### [What to do]
Scan the listing and copy each line where the word "Duration" is present.

•••••

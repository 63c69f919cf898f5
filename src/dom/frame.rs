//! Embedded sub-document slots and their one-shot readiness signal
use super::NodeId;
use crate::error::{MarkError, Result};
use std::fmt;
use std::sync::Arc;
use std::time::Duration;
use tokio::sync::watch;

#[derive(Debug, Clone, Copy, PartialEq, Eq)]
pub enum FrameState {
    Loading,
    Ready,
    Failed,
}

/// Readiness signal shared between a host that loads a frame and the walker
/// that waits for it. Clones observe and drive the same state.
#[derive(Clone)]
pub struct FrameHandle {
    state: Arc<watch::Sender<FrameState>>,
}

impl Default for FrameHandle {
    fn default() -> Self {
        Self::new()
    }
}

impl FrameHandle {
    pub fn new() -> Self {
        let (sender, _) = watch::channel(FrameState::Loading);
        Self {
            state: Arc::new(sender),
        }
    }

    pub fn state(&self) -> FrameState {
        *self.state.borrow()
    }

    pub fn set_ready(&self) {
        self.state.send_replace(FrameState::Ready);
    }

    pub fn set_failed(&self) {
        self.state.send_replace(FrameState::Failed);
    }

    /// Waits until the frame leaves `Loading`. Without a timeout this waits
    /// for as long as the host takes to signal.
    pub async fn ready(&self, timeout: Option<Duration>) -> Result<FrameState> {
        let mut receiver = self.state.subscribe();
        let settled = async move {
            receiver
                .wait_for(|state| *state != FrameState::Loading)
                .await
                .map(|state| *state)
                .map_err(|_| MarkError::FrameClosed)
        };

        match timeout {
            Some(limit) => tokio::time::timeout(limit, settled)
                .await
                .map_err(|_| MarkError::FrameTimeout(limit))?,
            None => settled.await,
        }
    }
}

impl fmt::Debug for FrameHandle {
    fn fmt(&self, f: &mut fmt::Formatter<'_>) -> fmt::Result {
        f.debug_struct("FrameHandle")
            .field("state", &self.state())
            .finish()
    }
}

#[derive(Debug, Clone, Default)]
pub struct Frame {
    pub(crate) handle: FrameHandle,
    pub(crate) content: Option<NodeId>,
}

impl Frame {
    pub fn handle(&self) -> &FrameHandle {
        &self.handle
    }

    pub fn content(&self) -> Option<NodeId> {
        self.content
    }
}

•••••

### [Task solution]
use std::time::Duration;
    pub async fn ready(&self, timeout: Option<Duration>) -> Result<FrameState> {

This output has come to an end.